Air Date: Week of November 21, 1997
One man's answer to the holiday shopping crunch: just don't do it. A Vancouver, British Columbia based group is touting a new celebration for the holiday season called Buy Nothing Day, and it falls on the day after Thanksgiving, traditionally the busiest shopping day of the year. Steve Curwood talks with Kalle Lasn (CALL-ay LAW-sen) who is the founder of the Media Foundation and the man behind Buy Nothing Day. He’s hoping that this year, instead of spending a lot of time and money at the mall, people will reflect on whether it’s necessary to spend at all.
CURWOOD: It's Living on Earth. I'm Steve Curwood.
(Pigs oinking, followed by music and man's voice-over: "The average North American consumes 5 times more than a Mexican. Ten times more than a Chinese person. And 30 times more than a person from India...")
CURWOOD: You're listening to an advertisement. Make that a subvertisement, from The Media Foundation. The Vancouver, British Columbia-based group is touting a new celebration for the holiday season, and you don't have to max out your credit card to participate. The idea in fact is not to participate. It's called Buy Nothing Day, and it falls on the day after Thanksgiving, traditionally the busiest shopping day of the year. Kalle Lasn is the founder of The Media Foundation and the man behind Buy Nothing Day. He's hoping that this year, instead of spending a lot of time and money at the mall, people will reflect on whether it's necessary to spend at all.

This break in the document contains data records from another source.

//! Master key handling for `KeyHaven`.
//!
//! Provides the zeroize-on-drop key newtype and the key provider seam. The
//! vault runs on a single long-lived 256-bit master key from configuration;
//! the [`KeyProvider`] trait isolates that fact so rotation or external
//! key-management integration can be added without touching the cipher.

use std::fmt;

use aes_gcm::Aes256Gcm;
use aes_gcm::aead::{KeyInit, OsRng};
use zeroize::{Zeroize, ZeroizeOnDrop};

use crate::error::CryptoError;

/// A 256-bit encryption key that is zeroized on drop.
///
/// The inner bytes are never exposed in `Debug` output.
#[derive(Clone, Zeroize, ZeroizeOnDrop)]
pub struct EncryptionKey([u8; 32]);

impl EncryptionKey {
    /// Create a key from raw bytes.
    #[must_use]
    pub fn from_bytes(bytes: [u8; 32]) -> Self {
        Self(bytes)
    }

    /// Create a key from a byte slice, enforcing the AES-256 length strictly.
    ///
    /// # Errors
    ///
    /// Returns [`CryptoError::InvalidKeyLength`] unless the slice is exactly
    /// 32 bytes.
    pub fn from_slice(bytes: &[u8]) -> Result<Self, CryptoError> {
        let array: [u8; 32] = bytes
            .try_into()
            .map_err(|_| CryptoError::InvalidKeyLength {
                actual: bytes.len(),
            })?;
        Ok(Self(array))
    }

    /// Generate a new random key using the OS CSPRNG.
    #[must_use]
    pub fn generate() -> Self {
        let key = Aes256Gcm::generate_key(OsRng);
        let mut bytes = [0u8; 32];
        bytes.copy_from_slice(&key);
        Self(bytes)
    }

    /// Borrow the raw key bytes.
    ///
    /// Use with care — the caller must not log or persist these bytes.
    #[must_use]
    pub fn as_bytes(&self) -> &[u8; 32] {
        &self.0
    }
}

impl fmt::Debug for EncryptionKey {
    fn fmt(&self, f: &mut fmt::Formatter<'_>) -> fmt::Result {
        f.debug_struct("EncryptionKey")
            .field("bytes", &"[REDACTED]")
            .finish()
    }
}

/// Supplies the current master key for envelope operations.
pub trait KeyProvider: Send + Sync + 'static {
    /// The key to seal new envelopes with and to open existing ones.
    fn current_key(&self) -> &EncryptionKey;
}

/// A key provider holding one fixed key from configuration. No rotation.
pub struct StaticKeyProvider {
    key: EncryptionKey,
}

impl StaticKeyProvider {
    /// Wrap the configured master key.
    #[must_use]
    pub fn new(key: EncryptionKey) -> Self {
        Self { key }
    }
}

impl KeyProvider for StaticKeyProvider {
    fn current_key(&self) -> &EncryptionKey {
        &self.key
    }
}

impl fmt::Debug for StaticKeyProvider {
    fn fmt(&self, f: &mut fmt::Formatter<'_>) -> fmt::Result {
        f.debug_struct("StaticKeyProvider").finish_non_exhaustive()
    }
}
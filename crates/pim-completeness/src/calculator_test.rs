use std::sync::Arc;

use pim_core::{
    Attribute, AttributeType, Channel, Family, Locale, Price, ProductValue, ValueData,
};
use rust_decimal::Decimal;

use super::*;

struct Catalog {
    sku: Arc<Attribute>,
    name: Arc<Attribute>,
    description: Arc<Attribute>,
    legal_notice: Arc<Attribute>,
    price: Arc<Attribute>,
    ecommerce: Arc<Channel>,
    print: Arc<Channel>,
}

fn catalog() -> Catalog {
    Catalog {
        sku: Arc::new(Attribute::new("sku", AttributeType::Identifier)),
        name: Arc::new(Attribute::new("name", AttributeType::Text).with_localizable(true)),
        description: Arc::new(
            Attribute::new("description", AttributeType::Textarea)
                .with_localizable(true)
                .with_scopable(true),
        ),
        legal_notice: Arc::new(
            Attribute::new("legal_notice", AttributeType::Textarea)
                .with_localizable(true)
                .with_available_locales(["fr_FR"]),
        ),
        price: Arc::new(Attribute::new("price", AttributeType::PriceCollection).with_scopable(true)),
        ecommerce: Arc::new(
            Channel::new("ecommerce", ["en_US", "fr_FR"]).with_currencies(["USD"]),
        ),
        print: Arc::new(Channel::new("print", ["fr_FR"]).with_currencies(["EUR"])),
    }
}

fn text(attribute: &Arc<Attribute>, scope: Option<&str>, locale: Option<&str>, data: &str) -> ProductValue {
    ProductValue::new(
        Arc::clone(attribute),
        scope,
        locale,
        ValueData::Text(Some(data.to_string())),
    )
    .unwrap()
}

fn shirts(c: &Catalog) -> Arc<Family> {
    Arc::new(
        Family::new("shirts")
            .with_requirement(Arc::clone(&c.sku), Arc::clone(&c.ecommerce), true)
            .with_requirement(Arc::clone(&c.name), Arc::clone(&c.ecommerce), true)
            .with_requirement(Arc::clone(&c.description), Arc::clone(&c.ecommerce), false)
            .with_requirement(Arc::clone(&c.sku), Arc::clone(&c.print), true)
            .with_requirement(Arc::clone(&c.legal_notice), Arc::clone(&c.print), true),
    )
}

fn codes(c: &Completeness) -> Vec<&str> {
    c.missing_attribute_codes().iter().map(String::as_str).collect()
}

#[test]
fn product_without_family_has_no_completeness() {
    let calculator = CompletenessCalculator::default();
    let product = Product::new("orphan");
    assert!(calculator.calculate(&product).is_empty());
}

#[test]
fn empty_product_misses_every_required_attribute() {
    let c = catalog();
    let product = Product::new("shirt").with_family(shirts(&c));
    let result = CompletenessCalculator::default().calculate(&product);

    assert_eq!(result.len(), 3);

    let en = result.get("ecommerce", "en_US").unwrap();
    assert_eq!(en.required_count(), 2);
    assert_eq!(codes(en), ["name", "sku"]);
    assert_eq!(en.ratio(), 0);

    let print = result.get("print", "fr_FR").unwrap();
    assert_eq!(print.required_count(), 2);
    assert_eq!(codes(print), ["legal_notice", "sku"]);
}

#[test]
fn filled_values_are_not_missing() {
    let c = catalog();
    let mut product = Product::new("shirt").with_family(shirts(&c));
    product.add_value(text(&c.sku, None, None, "shirt"));
    product.add_value(text(&c.name, None, Some("en_US"), "Shirt"));

    let result = CompletenessCalculator::default().calculate(&product);

    let en = result.get("ecommerce", "en_US").unwrap();
    assert!(en.is_complete());
    assert_eq!(en.ratio(), 100);

    let fr = result.get("ecommerce", "fr_FR").unwrap();
    assert_eq!(codes(fr), ["name"]);
    assert_eq!(fr.ratio(), 50);

    let incomplete: Vec<(&str, &str)> = result
        .incomplete()
        .map(|c| (c.channel(), c.locale()))
        .collect();
    assert_eq!(incomplete, [("ecommerce", "fr_FR"), ("print", "fr_FR")]);
}

#[test]
fn empty_string_counts_as_missing() {
    let c = catalog();
    let mut product = Product::new("shirt").with_family(shirts(&c));
    product.add_value(text(&c.sku, None, None, ""));

    let result = CompletenessCalculator::default().calculate(&product);
    assert!(codes(result.get("print", "fr_FR").unwrap()).contains(&"sku"));
}

#[test]
fn non_required_attributes_are_not_counted() {
    let c = catalog();
    let product = Product::new("shirt").with_family(shirts(&c));
    let result = CompletenessCalculator::default().calculate(&product);

    for completeness in result.iter() {
        assert!(!completeness.missing_attribute_codes().contains("description"));
    }
}

#[test]
fn locale_specific_attribute_only_required_on_its_locales() {
    let c = catalog();
    let family = Arc::new(
        Family::new("notices")
            .with_requirement(Arc::clone(&c.legal_notice), Arc::clone(&c.ecommerce), true),
    );
    let product = Product::new("shirt").with_family(family);
    let result = CompletenessCalculator::default().calculate(&product);

    assert_eq!(result.get("ecommerce", "en_US").unwrap().required_count(), 0);
    assert_eq!(result.get("ecommerce", "en_US").unwrap().ratio(), 100);
    assert_eq!(result.get("ecommerce", "fr_FR").unwrap().required_count(), 1);
}

#[test]
fn value_for_another_channel_does_not_count() {
    let c = catalog();
    let family = Arc::new(
        Family::new("priced")
            .with_requirement(Arc::clone(&c.price), Arc::clone(&c.ecommerce), true)
            .with_requirement(Arc::clone(&c.price), Arc::clone(&c.print), true),
    );
    let mut product = Product::new("shirt").with_family(family);
    product.add_value(
        ProductValue::new(
            Arc::clone(&c.price),
            Some("print"),
            None,
            ValueData::Prices(vec![Price::new(Some(Decimal::TEN), "EUR")]),
        )
        .unwrap(),
    );

    let result = CompletenessCalculator::default().calculate(&product);
    assert!(result.get("print", "fr_FR").unwrap().is_complete());
    assert_eq!(codes(result.get("ecommerce", "en_US").unwrap()), ["price"]);
}

#[test]
fn exact_value_wins_over_global_value() {
    let c = catalog();
    let family = Arc::new(
        Family::new("described")
            .with_requirement(Arc::clone(&c.description), Arc::clone(&c.ecommerce), true),
    );
    let mut product = Product::new("shirt").with_family(family);
    product.add_value(text(&c.description, None, None, "generic"));
    product.add_value(text(&c.description, Some("ecommerce"), Some("en_US"), ""));

    let result = CompletenessCalculator::default().calculate(&product);
    assert_eq!(codes(result.get("ecommerce", "en_US").unwrap()), ["description"]);
    assert!(result.get("ecommerce", "fr_FR").unwrap().is_complete());
}

#[test]
fn channel_without_locales_yields_nothing() {
    let c = catalog();
    let mobile = Arc::new(Channel::new("mobile", Vec::<String>::new()));
    let family = Arc::new(Family::new("apps").with_requirement(Arc::clone(&c.sku), mobile, true));
    let product = Product::new("app").with_family(family);

    assert!(CompletenessCalculator::default().calculate(&product).is_empty());
}

#[test]
fn required_count_matches_expanded_triples() {
    let c = catalog();
    let product = Product::new("shirt").with_family(shirts(&c));
    let result = CompletenessCalculator::default().calculate(&product);

    let total: usize = result.iter().map(Completeness::required_count).sum();
    // ecommerce: (sku, name) x (en_US, fr_FR); print: (sku, legal_notice) x fr_FR
    assert_eq!(total, 6);
}

#[test]
fn calculator_uses_the_given_chain() {
    struct AlwaysComplete;

    impl ValueCompleteChecker for AlwaysComplete {
        fn supports_value(&self, _: &ProductValue, _: &Channel, _: &Locale) -> bool {
            true
        }

        fn is_complete(&self, _: &ProductValue, _: &Channel, _: &Locale) -> bool {
            true
        }
    }

    let c = catalog();
    let mut product = Product::new("shirt").with_family(shirts(&c));
    product.add_value(text(&c.sku, None, None, ""));

    let calculator = CompletenessCalculator::new(ChainedChecker::new().with_checker(AlwaysComplete));
    let result = calculator.calculate(&product);

    // sku is present everywhere, so only name / legal_notice can be missing
    assert_eq!(codes(result.get("ecommerce", "en_US").unwrap()), ["name"]);
}
use pim_core::{Attribute, AttributeType, PropertyError};
use serde_json::Value;

use super::value::boolean;
use super::{
    apply_attribute_filter, exists, term, AttributeFilter, Clause, Filter, FilterOptions,
};
use crate::operator::Operator;
use crate::search::SearchQueryBuilder;

const OPERATORS: &[Operator] = &[Operator::Equals, Operator::NotEqual];

#[derive(Debug, Default)]
pub struct BooleanFilter {
    builder: Option<SearchQueryBuilder>,
}

impl BooleanFilter {
    #[must_use]
    pub fn new() -> Self {
        Self::default()
    }
}

impl Filter for BooleanFilter {
    fn operators(&self) -> &'static [Operator] {
        OPERATORS
    }

    fn set_query_builder(&mut self, builder: SearchQueryBuilder) {
        self.builder = Some(builder);
    }

    fn take_query_builder(&mut self) -> Option<SearchQueryBuilder> {
        self.builder.take()
    }
}

impl AttributeFilter for BooleanFilter {
    fn attribute_types(&self) -> &'static [AttributeType] {
        &[AttributeType::Boolean]
    }

    fn add_attribute_filter(
        &mut self,
        attribute: &Attribute,
        operator: Operator,
        value: &Value,
        locale: Option<&str>,
        channel: Option<&str>,
        _options: &FilterOptions,
    ) -> Result<(), PropertyError> {
        apply_attribute_filter(
            &mut self.builder,
            OPERATORS,
            attribute,
            operator,
            locale,
            channel,
            |path| {
                let flag = boolean(&attribute.code, value)?;
                Ok(match operator {
                    Operator::NotEqual => vec![
                        Clause::MustNot(term(path, flag)),
                        Clause::Filter(exists(path)),
                    ],
                    _ => vec![Clause::Filter(term(path, flag))],
                })
            },
        )
    }
}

LASN: The goal is to launch a debate about sustainable consumption, to get people to ask themselves this question: how much is enough? You know, we North Americans are only a tiny 5% of the people in the world. And yet we consume a third, one third of the world's resources, and we also spew out about a quarter to one third of the world's greenhouse gases and toxic wastes. So this level of consumption is -- well, I find it morally obscene in some sense, and even quite aside from the ethical argument I think we as a nation have to come to grips with a level of consumption that is just plain unsustainable and is -- you know, I see our economic system as somehow living off the death of nature and off the backs of future generations.
CURWOOD: So what if people stay away from the mall on the Friday after Thanksgiving? What happens if they just put off their shopping until later?
LASN: Well, I think that Buy Nothing Day is a kind of a symbolic event. When I first went on a consumer fast for 24 hours, 5 year ago, then I found that it was quite a profound experience. I suddenly realized when I was walking past a shop and I wanted to have a Mars bar or a coffee or something, that curbing that impulse to buy was very, very difficult. It reminded me a little bit of when I tried to give up smoking in 1987. So I think that Buy Nothing Day is a good time to personally discover, you know, how much we are all -- I hate to use the word -- addicted, but I bet, yeah, addicted to satisfying that buying impulse.
CURWOOD: What happens to the people who work in the various industries who count on the Christmas boom for their paychecks?
LASN: Well, I think they also have to ask how much is enough? I understand that, you know, the retailers and the Chamber of Commerce will never take a shine to Buy Nothing Day. But nonetheless, I think there are some very deep-seated debate that we have to have, and I'm not going to let the Chamber of Commerce stop us from doing that. I think that somebody has to suffer, that's fine.
CURWOOD: No one's sent you a lump of coal yet, as a joke.
LASN: (Laughs) No, not so far, no. I should say that one way of not being called a Grinch would be to go to our World Wide Web site and download a Christmas gift exemption voucher, which basically says this year, instead of spending a huge amount of money on me, spend a huge amount of time with me.
CURWOOD: Ah. Love instead of a thing, is that it?
LASN: That's it.
LASN: You find that hard to take?
CURWOOD: How are you going to make a buck on love?
LASN: Well, maybe making a buck isn't what it used to be.
CURWOOD: Well, I want to thank you for taking this time with us today.
LASN: I really appreciate talking to you, actually. Thank you.